Jerusalén: seis nuevos presbíteros franciscanos

El sábado 29 de junio, en la iglesia de San Salvador de Jerusalén seis frailes franciscanos fueron ordenados presbíteros con la imposición de las manos del administrador apostólico del Patriarcado Latino de Jerusalén, monseñor PierbattistaPizzaballa.

Originarios de Brasil, Congo, México y Nicaragua, los seis franciscanos terminaron recientemente su itinerario de estudios teológicos y los años de formación franciscana.  Las ordenaciones tuvieron lugar en presencia del Custodio de Tierra Santa, fray Francesco Patton, que presentó a los ordenandos al arzobispo al comienzo de la celebración eucarística, al obispo auxiliar de Río de Janeiro y los provinciales franciscanos de México y Perú.

En su homilía, monseñor PierbattistaPizzaballa retomó pasajes de las lecturas del día inspirándose en las figuras de Pedro y Pablo como ejemplos de vida sacerdotal, para comprender mejor el momento que se celebraba.  “No es el Pedro del Evangelio el que aparece en este texto”, comentó el arzobispo, “es paciente, ha aprendido a confiar, sabe que su vida pertenece a otro.
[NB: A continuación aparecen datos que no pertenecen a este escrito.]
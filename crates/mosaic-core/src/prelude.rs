//! Prelude module - commonly used types for convenient import.
//!
//! Use `use mosaic_core::prelude::*;` to import all essential types.

// Errors
pub use crate::{CoreError, CoreResult};

// Identifiers
pub use crate::{Principal, ResourceId, normalize_language};

// Catalog
pub use crate::{AllowedUsers, AppCatalog, ExtensionDescriptor};

// Session
pub use crate::{AuthSession, AuthState, InstalledApp, MemorySessionStore, SessionStore};

// JSON helpers
pub use crate::{deep_merge, deep_merged};
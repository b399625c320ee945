//! Module definitions: the code object a resolver yields for an
//! application or sub-module.

use std::collections::BTreeMap;
use std::fmt;
use std::sync::Arc;

use mosaic_events::EventHandler;
use serde_json::Value;

use crate::application::Application;

/// Callback run once an application is ready.
pub type OnLoad = Arc<dyn Fn(&Application) + Send + Sync>;

/// The handler bound to a subscribed topic.
#[derive(Clone)]
pub enum HandlerRef {
    /// A method of the application, looked up by name at registration.
    Method(String),
    /// A handler given directly.
    Inline(EventHandler),
}

impl fmt::Debug for HandlerRef {
    fn fmt(&self, f: &mut fmt::Formatter<'_>) -> fmt::Result {
        match self {
            Self::Method(name) => f.debug_tuple("Method").field(name).finish(),
            Self::Inline(_) => f.write_str("Inline(..)"),
        }
    }
}

/// Per-language support an application declares.
#[derive(Debug, Clone, Copy, Default, PartialEq, Eq)]
pub struct LanguageSupport {
    /// The language ships its own stylesheet.
    pub custom_css: bool,
}

/// An application's (or sub-module's) code object.
#[derive(Clone, Default)]
pub struct ModuleDefinition {
    /// Deep-mergeable state.
    pub state: Value,
    /// Named handlers.
    pub methods: BTreeMap<String, EventHandler>,
    /// Topic subscriptions.
    pub subscribe: BTreeMap<String, HandlerRef>,
    /// External script identifiers.
    pub external_scripts: Vec<String>,
    /// Sub-module identifiers, merged in order.
    pub sub_modules: Vec<String>,
    /// Whether `app-build-config.json` exists.
    pub has_config_file: bool,
    /// Supported languages.
    pub i18n: BTreeMap<String, LanguageSupport>,
    /// Stylesheet names.
    pub css: Vec<String>,
    /// Keyboard shortcuts: key to topic.
    pub shortcuts: BTreeMap<String, String>,
    /// Run once the application is ready.
    pub on_load: Option<OnLoad>,
}

impl ModuleDefinition {
    /// An empty definition.
    #[must_use]
    pub fn new() -> Self {
        Self::default()
    }

    /// Set the initial state.
    #[must_use]
    pub fn with_state(mut self, state: Value) -> Self {
        self.state = state;
        self
    }

    /// Add a named method.
    #[must_use]
    pub fn with_method(mut self, name: impl Into<String>, handler: EventHandler) -> Self {
        self.methods.insert(name.into(), handler);
        self
    }

    /// Subscribe `topic` to `handler`.
    #[must_use]
    pub fn subscribing(mut self, topic: impl Into<String>, handler: HandlerRef) -> Self {
        self.subscribe.insert(topic.into(), handler);
        self
    }

    /// Add an external script.
    #[must_use]
    pub fn with_external_script(mut self, script: impl Into<String>) -> Self {
        self.external_scripts.push(script.into());
        self
    }

    /// Add a sub-module.
    #[must_use]
    pub fn with_sub_module(mut self, id: impl Into<String>) -> Self {
        self.sub_modules.push(id.into());
        self
    }

    /// Declare a build configuration file.
    #[must_use]
    pub fn with_config_file(mut self) -> Self {
        self.has_config_file = true;
        self
    }

    /// Declare support for `language`.
    #[must_use]
    pub fn with_language(mut self, language: impl Into<String>, custom_css: bool) -> Self {
        self.i18n
            .insert(language.into(), LanguageSupport { custom_css });
        self
    }

    /// Add a stylesheet.
    #[must_use]
    pub fn with_css(mut self, name: impl Into<String>) -> Self {
        self.css.push(name.into());
        self
    }

    /// Bind `alt+<key>` to publishing `topic`.
    #[must_use]
    pub fn with_shortcut(mut self, key: impl Into<String>, topic: impl Into<String>) -> Self {
        self.shortcuts.insert(key.into(), topic.into());
        self
    }

    /// Run `callback` once the application is ready.
    #[must_use]
    pub fn on_load(mut self, callback: OnLoad) -> Self {
        self.on_load = Some(callback);
        self
    }

    /// Merge a sub-module into this definition.
    ///
    /// State deep-merges unless the sub-module's is null. Methods and keyed
    /// tables merge by key with the sub-module winning; lists append
    /// without duplicates. `subscribe` and `sub_modules` are left untouched.
    pub fn absorb(&mut self, sub: &ModuleDefinition) {
        if !sub.state.is_null() {
            mosaic_core::deep_merge(&mut self.state, &sub.state);
        }
        self.methods
            .extend(sub.methods.iter().map(|(k, v)| (k.clone(), Arc::clone(v))));
        self.i18n.extend(sub.i18n.iter().map(|(k, v)| (k.clone(), *v)));
        self.shortcuts
            .extend(sub.shortcuts.iter().map(|(k, v)| (k.clone(), v.clone())));
        append_unique(&mut self.external_scripts, &sub.external_scripts);
        append_unique(&mut self.css, &sub.css);
        self.has_config_file |= sub.has_config_file;
        if let Some(on_load) = &sub.on_load {
            self.on_load = Some(Arc::clone(on_load));
        }
    }
}

fn append_unique(into: &mut Vec<String>, from: &[String]) {
    for item in from {
        if !into.contains(item) {
            into.push(item.clone());
        }
    }
}

impl fmt::Debug for ModuleDefinition {
    fn fmt(&self, f: &mut fmt::Formatter<'_>) -> fmt::Result {
        f.debug_struct("ModuleDefinition")
            .field("state", &self.state)
            .field("methods", &self.methods.keys().collect::<Vec<_>>())
            .field("subscribe", &self.subscribe)
            .field("external_scripts", &self.external_scripts)
            .field("sub_modules", &self.sub_modules)
            .field("has_config_file", &self.has_config_file)
            .field("i18n", &self.i18n)
            .field("css", &self.css)
            .field("shortcuts", &self.shortcuts)
            .field("has_on_load", &self.on_load.is_some())
            .finish()
    }
}
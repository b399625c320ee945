//! Prelude module - commonly used types for convenient import.
//!
//! Use `use mosaic_apps::prelude::*;` to import all essential types.

// Errors
pub use crate::{AppError, AppResult, AssetError, Degradation};

// Loading
pub use crate::{AppLoader, AppState, Application, ApplicationRegistry, HostContext, LoadOptions};

// Module definitions
pub use crate::{HandlerRef, ModuleDefinition};

// Collaborators
pub use crate::{AssetFetcher, ModuleLocation, ModuleResolver};

// Locales and flags
pub use crate::{LocaleStore, UiFlags};
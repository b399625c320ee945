//! Applications: mutable while loading, immutable once ready.

use std::fmt;
use std::sync::Arc;

use futures::future::BoxFuture;
use mosaic_events::{EventHandler, SubscriberId};
use mosaic_gateway::{ApiResponse, GatewayResult, RequestIntent, ScopedGateway};
use serde_json::{Map, Value};
use tokio::sync::watch;
use tracing::debug;

use crate::error::{AppResult, Degradation};
use crate::flags::UiFlags;
use crate::locale::LocaleStore;
use crate::module::ModuleDefinition;
use crate::registry::ActiveApp;
use crate::resolver::ResolutionReport;
use crate::state::AppState;

/// An application while it is being loaded.
///
/// Every lifecycle step goes through [`advance`](Self::advance), which also
/// publishes the state to the registry.
pub(crate) struct PendingApplication {
    pub(crate) name: String,
    pub(crate) app_path: String,
    pub(crate) api_url: String,
    pub(crate) module: ModuleDefinition,
    pub(crate) build_config: Value,
    pub(crate) degradations: Vec<Degradation>,
    pub(crate) subscriptions: Vec<SubscriberId>,
    pub(crate) dependencies: ResolutionReport,
    state: AppState,
    state_tx: watch::Sender<AppState>,
}

impl PendingApplication {
    pub(crate) fn new(
        name: &str,
        app_path: String,
        api_url: String,
        state_tx: watch::Sender<AppState>,
    ) -> Self {
        Self {
            name: name.to_string(),
            app_path,
            api_url,
            module: ModuleDefinition::new(),
            build_config: Value::Object(Map::new()),
            degradations: Vec::new(),
            subscriptions: Vec::new(),
            dependencies: ResolutionReport::default(),
            state: AppState::Unregistered,
            state_tx,
        }
    }

    /// Move to `to`, which must be the next state.
    pub(crate) fn advance(&mut self, to: AppState) -> AppResult<()> {
        self.state = self.state.advance(to)?;
        self.state_tx.send_replace(self.state);
        debug!(app = %self.name, state = %self.state, "Lifecycle transition");
        Ok(())
    }

    pub(crate) fn degrade(&mut self, degradation: Degradation) {
        self.degradations.push(degradation);
    }

    /// Finish the load.
    pub(crate) fn into_ready(mut self, parts: ReadyParts) -> AppResult<Application> {
        self.advance(AppState::Ready)?;
        Ok(Application {
            name: self.name,
            app_path: self.app_path,
            api_url: self.api_url,
            build_config: self.build_config,
            module: self.module,
            degradations: self.degradations,
            subscriptions: self.subscriptions,
            dependencies: self.dependencies,
            locales: parts.locales,
            gateway: parts.gateway,
            flags: parts.flags,
            active: parts.active,
        })
    }
}

/// Capabilities injected when an application becomes ready.
pub(crate) struct ReadyParts {
    pub(crate) locales: Arc<LocaleStore>,
    pub(crate) gateway: ScopedGateway,
    pub(crate) flags: UiFlags,
    pub(crate) active: ActiveApp,
}

/// A loaded application.
pub struct Application {
    name: String,
    app_path: String,
    api_url: String,
    build_config: Value,
    module: ModuleDefinition,
    degradations: Vec<Degradation>,
    subscriptions: Vec<SubscriberId>,
    dependencies: ResolutionReport,
    locales: Arc<LocaleStore>,
    gateway: ScopedGateway,
    flags: UiFlags,
    active: ActiveApp,
}

impl Application {
    /// Unique application name.
    #[must_use]
    pub fn name(&self) -> &str {
        &self.name
    }

    /// Base location of the application's resources.
    #[must_use]
    pub fn app_path(&self) -> &str {
        &self.app_path
    }

    /// API root for this application's calls.
    #[must_use]
    pub fn api_url(&self) -> &str {
        &self.api_url
    }

    /// Build configuration (`{}` when absent or unavailable).
    #[must_use]
    pub fn build_config(&self) -> &Value {
        &self.build_config
    }

    /// The composed module definition.
    #[must_use]
    pub fn module(&self) -> &ModuleDefinition {
        &self.module
    }

    /// The composed module state.
    #[must_use]
    pub fn data(&self) -> &Value {
        &self.module.state
    }

    /// A named method.
    #[must_use]
    pub fn method(&self, name: &str) -> Option<&EventHandler> {
        self.module.methods.get(name)
    }

    /// Lifecycle state. Always [`AppState::Ready`].
    #[must_use]
    pub fn state(&self) -> AppState {
        AppState::Ready
    }

    /// Failures absorbed while loading.
    #[must_use]
    pub fn degradations(&self) -> &[Degradation] {
        &self.degradations
    }

    /// Scripts and extensions loaded, failed or skipped.
    #[must_use]
    pub fn dependencies(&self) -> &ResolutionReport {
        &self.dependencies
    }

    /// Bus subscriptions registered for this application.
    #[must_use]
    pub fn subscriptions(&self) -> &[SubscriberId] {
        &self.subscriptions
    }

    /// Translation bundles.
    #[must_use]
    pub fn locales(&self) -> &Arc<LocaleStore> {
        &self.locales
    }

    /// The active translation bundle.
    #[must_use]
    pub fn i18n(&self) -> Arc<Value> {
        self.locales.active()
    }

    /// Per-user and per-account UI flags.
    #[must_use]
    pub fn flags(&self) -> &UiFlags {
        &self.flags
    }

    /// Gateway handle that stamps this application on every call.
    #[must_use]
    pub fn gateway(&self) -> &ScopedGateway {
        &self.gateway
    }

    /// Issue an API call as this application.
    pub fn call_api(&self, intent: RequestIntent) -> BoxFuture<'_, GatewayResult<ApiResponse>> {
        self.gateway.call(intent)
    }

    /// The session's current auth token.
    #[must_use]
    pub fn auth_token(&self) -> Option<String> {
        self.gateway.auth_token()
    }

    /// Whether this is the most recently loaded application.
    #[must_use]
    pub fn is_active(&self) -> bool {
        self.active.is(&self.name)
    }
}

impl fmt::Debug for Application {
    fn fmt(&self, f: &mut fmt::Formatter<'_>) -> fmt::Result {
        f.debug_struct("Application")
            .field("name", &self.name)
            .field("app_path", &self.app_path)
            .field("api_url", &self.api_url)
            .field("sub_modules", &self.module.sub_modules)
            .field("degradations", &self.degradations)
            .field("subscription_count", &self.subscriptions.len())
            .finish_non_exhaustive()
    }
}
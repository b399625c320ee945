//! Application loading errors and absorbed degradations.

use std::fmt;

use serde::{Deserialize, Serialize};
use thiserror::Error;

use crate::state::AppState;

/// A collaborator failed to fetch an asset or resolve a module.
#[derive(Debug, Clone, PartialEq, Eq, Error)]
#[error("{location}: {message}")]
pub struct AssetError {
    /// What was being fetched.
    pub location: String,
    /// Why it failed.
    pub message: String,
}

impl AssetError {
    /// Create an asset error.
    #[must_use]
    pub fn new(location: impl Into<String>, message: impl Into<String>) -> Self {
        Self {
            location: location.into(),
            message: message.into(),
        }
    }
}

/// Fatal application load errors.
///
/// `Clone` so every caller joined on an in-flight load receives the error.
#[derive(Debug, Clone, PartialEq, Eq, Error)]
pub enum AppError {
    /// The application's module, or one of its sub-modules, could not be
    /// resolved.
    #[error("failed to resolve module for '{app}' at {location}: {message}")]
    ModuleResolution {
        /// Application being loaded.
        app: String,
        /// Module location that failed.
        location: String,
        /// Resolver error.
        message: String,
    },

    /// A subscription names a method the application does not define.
    #[error("application '{app}' subscribes '{topic}' to unknown method '{method}'")]
    UnknownHandler {
        /// Application being loaded.
        app: String,
        /// Subscribed topic.
        topic: String,
        /// Missing method name.
        method: String,
    },

    /// A lifecycle transition skipped a state or went backwards.
    #[error("invalid lifecycle transition {from} -> {to}")]
    InvalidTransition {
        /// Current state.
        from: AppState,
        /// Requested state.
        to: AppState,
    },
}

impl AppError {
    pub(crate) fn module_resolution(app: &str, err: AssetError) -> Self {
        Self::ModuleResolution {
            app: app.to_string(),
            location: err.location,
            message: err.message,
        }
    }
}

/// Result type for application loading.
pub type AppResult<T> = Result<T, AppError>;

/// A non-fatal failure absorbed while loading an application.
#[derive(Debug, Clone, PartialEq, Eq, Serialize, Deserialize)]
#[serde(tag = "kind", rename_all = "snake_case")]
pub enum Degradation {
    /// The build configuration could not be fetched; `{}` was used.
    ConfigUnavailable {
        /// Why the fetch failed.
        reason: String,
    },
    /// The application does not support a requested language.
    LocaleUnavailable {
        /// The unsupported language tag.
        language: String,
    },
    /// An external script or extension failed to load.
    DependencyFailed {
        /// The dependency that failed.
        dependency: String,
        /// Why it failed.
        reason: String,
    },
}

impl fmt::Display for Degradation {
    fn fmt(&self, f: &mut fmt::Formatter<'_>) -> fmt::Result {
        match self {
            Self::ConfigUnavailable { reason } => write!(f, "build config unavailable: {reason}"),
            Self::LocaleUnavailable { language } => write!(f, "language {language} unsupported"),
            Self::DependencyFailed { dependency, reason } => {
                write!(f, "dependency {dependency} failed: {reason}")
            },
        }
    }
}
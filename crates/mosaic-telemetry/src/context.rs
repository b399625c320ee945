//! Request context for correlation and tracing.

use chrono::{DateTime, Utc};
use serde::{Deserialize, Serialize};
use std::collections::HashMap;
use uuid::Uuid;

/// Correlation context for one outbound request.
///
/// The gateway creates one per invocation; a chained follow-up call gets a
/// [`child`](Self::child) that keeps the correlation id.
#[derive(Debug, Clone, Serialize, Deserialize)]
pub struct RequestContext {
    /// Unique request identifier.
    pub request_id: Uuid,
    /// Correlation ID shared by a request and its follow-ups.
    pub correlation_id: Uuid,
    /// Parent request ID if this is a follow-up.
    pub parent_id: Option<Uuid>,
    /// When the request started.
    pub started_at: DateTime<Utc>,
    /// Application or component issuing the request.
    pub source: String,
    /// Operation being performed (usually a resource id).
    pub operation: Option<String>,
    /// Additional metadata.
    #[serde(default)]
    pub metadata: HashMap<String, String>,
}

impl RequestContext {
    /// Create a new request context.
    #[must_use]
    pub fn new(source: impl Into<String>) -> Self {
        let id = Uuid::new_v4();
        Self {
            request_id: id,
            correlation_id: id,
            parent_id: None,
            started_at: Utc::now(),
            source: source.into(),
            operation: None,
            metadata: HashMap::new(),
        }
    }

    /// Create a child context that inherits correlation info.
    #[must_use]
    pub fn child(&self, operation: impl Into<String>) -> Self {
        Self {
            request_id: Uuid::new_v4(),
            correlation_id: self.correlation_id,
            parent_id: Some(self.request_id),
            started_at: Utc::now(),
            source: self.source.clone(),
            operation: Some(operation.into()),
            metadata: self.metadata.clone(),
        }
    }

    /// Set the operation name.
    #[must_use]
    pub fn with_operation(mut self, operation: impl Into<String>) -> Self {
        self.operation = Some(operation.into());
        self
    }

    /// Add metadata.
    #[must_use]
    pub fn with_metadata(mut self, key: impl Into<String>, value: impl Into<String>) -> Self {
        self.metadata.insert(key.into(), value.into());
        self
    }

    /// Elapsed time since the request started.
    #[must_use]
    pub fn elapsed(&self) -> chrono::Duration {
        Utc::now().signed_duration_since(self.started_at)
    }

    /// Elapsed time in milliseconds.
    #[must_use]
    pub fn elapsed_ms(&self) -> i64 {
        self.elapsed().num_milliseconds()
    }

    /// Create a tracing span carrying this context.
    #[must_use]
    pub fn span(&self) -> tracing::Span {
        tracing::info_span!(
            "request",
            request_id = %self.request_id,
            correlation_id = %self.correlation_id,
            source = %self.source,
            operation = self.operation.as_deref(),
        )
    }

    /// Whether this context is a follow-up of another request.
    #[must_use]
    pub fn has_parent(&self) -> bool {
        self.parent_id.is_some()
    }

    /// First eight characters of the request id, for log lines.
    #[must_use]
    pub fn short_id(&self) -> String {
        self.request_id.simple().to_string().chars().take(8).collect()
    }
}

impl Default for RequestContext {
    fn default() -> Self {
        Self::new("host")
    }
}

/// Guard that keeps a request span entered and logs on completion.
///
/// Not `Send`; use [`RequestContext::span`] with `tracing::Instrument`
/// across `.await` points instead.
pub struct RequestGuard {
    context: RequestContext,
    _span: tracing::span::EnteredSpan,
}

impl RequestGuard {
    /// Enter the context's span.
    #[must_use]
    pub fn new(context: RequestContext) -> Self {
        let span = context.span().entered();
        tracing::debug!("Request started");
        Self {
            context,
            _span: span,
        }
    }

    /// Get the request context.
    #[must_use]
    pub fn context(&self) -> &RequestContext {
        &self.context
    }
}

impl Drop for RequestGuard {
    fn drop(&mut self) {
        tracing::debug!(elapsed_ms = self.context.elapsed_ms(), "Request completed");
    }
}
//! Test fixtures for common types.

use mosaic_apps::ModuleDefinition;
use mosaic_core::{AllowedUsers, AppCatalog, AuthState, ExtensionDescriptor};
use serde_json::{Value, json};

/// Id of [`test_user`].
pub const TEST_USER_ID: &str = "user-0001";

/// Id of [`test_admin`].
pub const TEST_ADMIN_ID: &str = "admin-0001";

/// Id of the account both test users belong to.
pub const TEST_ACCOUNT_ID: &str = "account-0001";

/// A regular user document.
#[must_use]
pub fn test_user() -> Value {
    json!({
        "id": TEST_USER_ID,
        "first_name": "Ada",
        "last_name": "Lovelace",
        "priv_level": "user",
    })
}

/// An administrator document.
#[must_use]
pub fn test_admin() -> Value {
    json!({
        "id": TEST_ADMIN_ID,
        "first_name": "Grace",
        "last_name": "Hopper",
        "priv_level": "admin",
    })
}

/// The test account document.
#[must_use]
pub fn test_account() -> Value {
    json!({
        "id": TEST_ACCOUNT_ID,
        "name": "Test Account",
    })
}

/// An auth state logged in as `user` on the test account.
#[must_use]
pub fn test_auth_state(user: Value) -> AuthState {
    AuthState {
        auth_token: Some("test-token".to_string()),
        user_id: user.get("id").and_then(Value::as_str).map(ToString::to_string),
        current_user: user,
        current_account: test_account(),
        original_account: test_account(),
        installed_apps: Vec::new(),
    }
}

/// A module declaring the default language.
#[must_use]
pub fn test_module() -> ModuleDefinition {
    ModuleDefinition::new().with_language("en-US", false)
}

/// A catalog where `voip` offers three extensions:
/// `recorder` (everyone), `reports` (admins) and `beta` (the test admin
/// only).
#[must_use]
pub fn test_catalog() -> AppCatalog {
    AppCatalog::new()
        .with_entry(
            ExtensionDescriptor::new("voip")
                .with_extension("recorder")
                .with_extension("reports")
                .with_extension("beta"),
        )
        .with_entry(ExtensionDescriptor::new("recorder"))
        .with_entry(ExtensionDescriptor::new("reports").with_allowed_users(AllowedUsers::Admins))
        .with_entry(
            ExtensionDescriptor::new("beta")
                .with_allowed_users(AllowedUsers::Specific)
                .with_user(TEST_ADMIN_ID),
        )
}
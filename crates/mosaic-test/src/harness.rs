//! Test harness helpers.

use std::path::PathBuf;
use std::sync::Arc;

use mosaic_apps::{AppLoader, HostContext, ModuleDefinition};
use mosaic_config::Config;
use mosaic_core::{AppCatalog, AuthSession, AuthState, MemorySessionStore};
use mosaic_events::EventBus;
use mosaic_gateway::ApiGateway;
use tempfile::TempDir;
use tracing_subscriber::EnvFilter;

use crate::mocks::{MockAssetFetcher, MockModuleResolver, MockTransport};

/// Set up test logging with the given filter.
///
/// Later calls are ignored, so every test may call it.
pub fn setup_test_logging(filter: &str) {
    let _ = tracing_subscriber::fmt()
        .with_env_filter(EnvFilter::new(filter))
        .with_test_writer()
        .try_init();
}

/// Set up test logging with default filter (warn level).
pub fn setup_test_logging_default() {
    setup_test_logging("warn");
}

/// Create a temporary directory for testing.
///
/// # Panics
///
/// Panics if the temporary directory cannot be created.
#[must_use]
pub fn test_dir() -> TempDir {
    TempDir::new().expect("Failed to create temp directory")
}

/// Create a file within a temporary directory, creating parents as needed.
///
/// # Panics
///
/// Panics if the file cannot be created or written.
#[must_use]
pub fn test_file_in_dir(dir: &TempDir, name: &str, content: &str) -> PathBuf {
    let path = dir.path().join(name);
    if let Some(parent) = path.parent() {
        std::fs::create_dir_all(parent).expect("Failed to create parent directories");
    }
    std::fs::write(&path, content).expect("Failed to write file");
    path
}

/// A fully wired host backed by mocks.
#[derive(Debug)]
pub struct TestHost {
    /// The loader under test.
    pub loader: AppLoader,
    /// The gateway every application calls through.
    pub gateway: Arc<ApiGateway>,
    /// Transport behind the gateway.
    pub transport: Arc<MockTransport>,
    /// Module resolver behind the loader.
    pub resolver: Arc<MockModuleResolver>,
    /// Asset fetcher behind the loader.
    pub assets: Arc<MockAssetFetcher>,
    /// Persisted session store.
    pub session_store: Arc<MemorySessionStore>,
}

impl TestHost {
    /// Start building a host.
    #[must_use]
    pub fn builder() -> TestHostBuilder {
        TestHostBuilder::default()
    }

    /// The shared event bus.
    #[must_use]
    pub fn bus(&self) -> &EventBus {
        self.gateway.bus()
    }

    /// The shared auth session.
    #[must_use]
    pub fn session(&self) -> &Arc<AuthSession> {
        self.gateway.session()
    }
}

/// Builder for [`TestHost`].
#[derive(Debug, Default)]
pub struct TestHostBuilder {
    config: Config,
    catalog: AppCatalog,
    auth: AuthState,
    resolver: MockModuleResolver,
    assets: MockAssetFetcher,
    transport: MockTransport,
    session_store: MemorySessionStore,
}

impl TestHostBuilder {
    /// Use `config` for the loader and the gateway.
    #[must_use]
    pub fn with_config(mut self, config: Config) -> Self {
        self.config = config;
        self
    }

    /// Use `catalog` as the application directory.
    #[must_use]
    pub fn with_catalog(mut self, catalog: AppCatalog) -> Self {
        self.catalog = catalog;
        self
    }

    /// Start logged in with `auth`.
    #[must_use]
    pub fn with_auth(mut self, auth: AuthState) -> Self {
        self.auth = auth;
        self
    }

    /// Serve `definition` at module path `path`.
    #[must_use]
    pub fn with_module(mut self, path: &str, definition: ModuleDefinition) -> Self {
        self.resolver = self.resolver.with_module(path, definition);
        self
    }

    /// Use `resolver`.
    #[must_use]
    pub fn with_resolver(mut self, resolver: MockModuleResolver) -> Self {
        self.resolver = resolver;
        self
    }

    /// Use `assets`.
    #[must_use]
    pub fn with_assets(mut self, assets: MockAssetFetcher) -> Self {
        self.assets = assets;
        self
    }

    /// Use `transport`.
    #[must_use]
    pub fn with_transport(mut self, transport: MockTransport) -> Self {
        self.transport = transport;
        self
    }

    /// Use `store` as the persisted session.
    #[must_use]
    pub fn with_session_store(mut self, store: MemorySessionStore) -> Self {
        self.session_store = store;
        self
    }

    /// Wire everything together.
    ///
    /// # Panics
    ///
    /// Panics if the gateway rejects the configuration's hook table.
    #[must_use]
    pub fn build(self) -> TestHost {
        setup_test_logging_default();

        let transport = Arc::new(self.transport);
        let resolver = Arc::new(self.resolver);
        let assets = Arc::new(self.assets);
        let session_store = Arc::new(self.session_store);

        let gateway = Arc::new(
            ApiGateway::builder(Arc::clone(&transport) as _)
                .with_config(&self.config)
                .with_session(Arc::new(AuthSession::new(self.auth)))
                .with_session_store(Arc::clone(&session_store) as _)
                .build()
                .expect("Failed to build test gateway"),
        );

        let context = HostContext::new(
            Arc::clone(&gateway),
            Arc::clone(&resolver) as _,
            Arc::clone(&assets) as _,
        )
        .with_config(self.config)
        .with_catalog(self.catalog);

        TestHost {
            loader: AppLoader::new(context),
            gateway,
            transport,
            resolver,
            assets,
            session_store,
        }
    }
}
Puede vivir o morir, lo importante es que su vida y su muerte digan algo acerca de la vida de Jesús: Pedro, después de Pentecostés, es un hombre libre”.  La invitación que resuena es la de dar a Dios y al deseo de Dios sobre nuestra vida la máxima confianza, como hace Pedro.  El administrador apostólico habló despuésde San Pablo, a partir de la segunda lectura, subrayando lo evidente de su cambio tras el encuentro con Dios: “Pablo hace balance y dice que solo le queda la fe. Dios, tras el encuentro en el camino de Damasco, lo transformó de observador a obediente”. “Que vuestro servicio”, concluyó el arzobispo, “sea un pequeño reflejo de la salvación de la que Pablo y Pedro fueron testigos y que hoy celebramos”.

Tras la imposición de las manos y la vestición de los hábitos presbiteriales, la celebración eucarística de la solemnidad continuó con los nuevos presbíteros.  Al final de la celebración, el Custodio tomó la palabra para expresar su agradecimiento a los asistentes y, especialmente, a los padres de los nuevos sacerdotes. “Los hijos son un regalo de Dios”, comentó fray Patton, “hoy se los habéis devuelto a Dios para que sean un regalo para el mundo entero”.